The next figure shows that oil consumption trends for Asia Pacific are similar; the region has experienced rapid growth since 1965. The past 46 years has seen oil consumption grow by 63% in the U.S., 60% in the EU, and 777% in Asia Pacific. Oil consumption in the U.S. and the EU has been trending downward since about 2005. But the reason there has been little relief from high oil prices — despite the drop in demand in the West — is that global oil consumption continues to climb on the back of very strong Asian demand.
Natural gas consumption trends tell a somewhat different story. While the trend for Asia Pacific is the same — 2011 is more than 100 times the region’s 1965 consumption — the next figure shows that natural gas consumption in the U.S. is also on the rise.

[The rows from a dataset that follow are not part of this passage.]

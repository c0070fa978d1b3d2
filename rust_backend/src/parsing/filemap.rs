//! The per-collection file map (`ANALYSIS_INSTRUCTIONS.README`).
//!
//! Maps each `(i_AREA, i_TEXPOSE, i_zSNRMAX)` index triple of the design
//! space to the variant identity (`VERSION`) and its SIMLIB file.

use std::path::{Path, PathBuf};

use super::table::{parse_int_cell, WhitespaceTable};
use crate::error::{SummaryError, SummaryResult};

pub const FILEMAP_NAME: &str = "ANALYSIS_INSTRUCTIONS.README";

/// Index of one cell in the area × cadence × redshift-match cross product.
#[derive(Debug, Clone, Copy, PartialEq, Eq, PartialOrd, Ord, Hash)]
pub struct VariantIndex {
    pub area: usize,
    pub texpose: usize,
    pub zsnrmatch: usize,
}

impl std::fmt::Display for VariantIndex {
    fn fmt(&self, f: &mut std::fmt::Formatter<'_>) -> std::fmt::Result {
        write!(f, "({}, {}, {})", self.area, self.texpose, self.zsnrmatch)
    }
}

#[derive(Debug, Clone, PartialEq)]
pub struct FileMapEntry {
    pub index: VariantIndex,
    pub version: String,
    pub simlib_file: String,
}

#[derive(Debug, Clone, Default)]
pub struct FileMap {
    entries: Vec<FileMapEntry>,
}

impl FileMap {
    pub fn read(path: &Path) -> SummaryResult<Self> {
        let table = WhitespaceTable::read(path)?;
        Self::from_table(&table)
    }

    pub fn from_table(table: &WhitespaceTable) -> SummaryResult<Self> {
        table.require_columns(&["i_AREA", "i_TEXPOSE", "i_zSNRMAX", "VERSION", "SIMLIB_FILE"])?;

        let as_index = |cell: &str| parse_int_cell(cell).and_then(|v| usize::try_from(v).ok());
        let areas = table.column_with("i_AREA", as_index)?;
        let texposes = table.column_with("i_TEXPOSE", as_index)?;
        let zsnrmatches = table.column_with("i_zSNRMAX", as_index)?;
        let versions = table.column_str("VERSION")?;
        let simlibs = table.column_str("SIMLIB_FILE")?;

        let entries = (0..table.len())
            .map(|i| FileMapEntry {
                index: VariantIndex {
                    area: areas[i],
                    texpose: texposes[i],
                    zsnrmatch: zsnrmatches[i],
                },
                version: versions[i].to_string(),
                simlib_file: simlibs[i].to_string(),
            })
            .collect();

        Ok(Self { entries })
    }

    pub fn from_entries(entries: Vec<FileMapEntry>) -> Self {
        Self { entries }
    }

    pub fn len(&self) -> usize {
        self.entries.len()
    }

    pub fn is_empty(&self) -> bool {
        self.entries.is_empty()
    }

    pub fn entries(&self) -> &[FileMapEntry] {
        &self.entries
    }

    /// The single entry for `index`; zero or several matches is fatal.
    pub fn lookup(&self, index: VariantIndex) -> SummaryResult<&FileMapEntry> {
        let mut matches = self.entries.iter().filter(|e| e.index == index);
        match (matches.next(), matches.next()) {
            (Some(entry), None) => Ok(entry),
            (None, _) => Err(SummaryError::Consistency(format!(
                "file map has no row for index {}",
                index
            ))),
            (Some(_), Some(_)) => Err(SummaryError::Consistency(format!(
                "file map has {} rows for index {}",
                self.entries.iter().filter(|e| e.index == index).count(),
                index
            ))),
        }
    }

    /// The SIMLIB path of an entry, relative to the collection directory.
    pub fn simlib_path(&self, entry: &FileMapEntry, collection_dir: &Path) -> PathBuf {
        collection_dir.join(&entry.simlib_file)
    }
}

The rise in natural gas consumption in the U.S. is a result of utilities switching from coal to natural gas as a cleaner and more economical option for producing electricity. The trend has been driven by very low natural gas prices and the threat of more restrictive regulations on coal-fired power. The switch is happening remarkably fast; in 2008 natural gas was used to produce 20% of America’s electricity, but this year the natural gas share will reach 30%.
Strong consumption growth trends are certainly not limited to Asia Pacific. All developing regions of the world have shown strong demand growth as well, but the demand in these other regions is far below that of Asia Pacific. However, total crude oil demand from the Middle East, South America, and Africa reached over 17 million bpd in 2011 — a 5 million bpd increase over the previous 10 years and a total on par with U.S. crude oil consumption.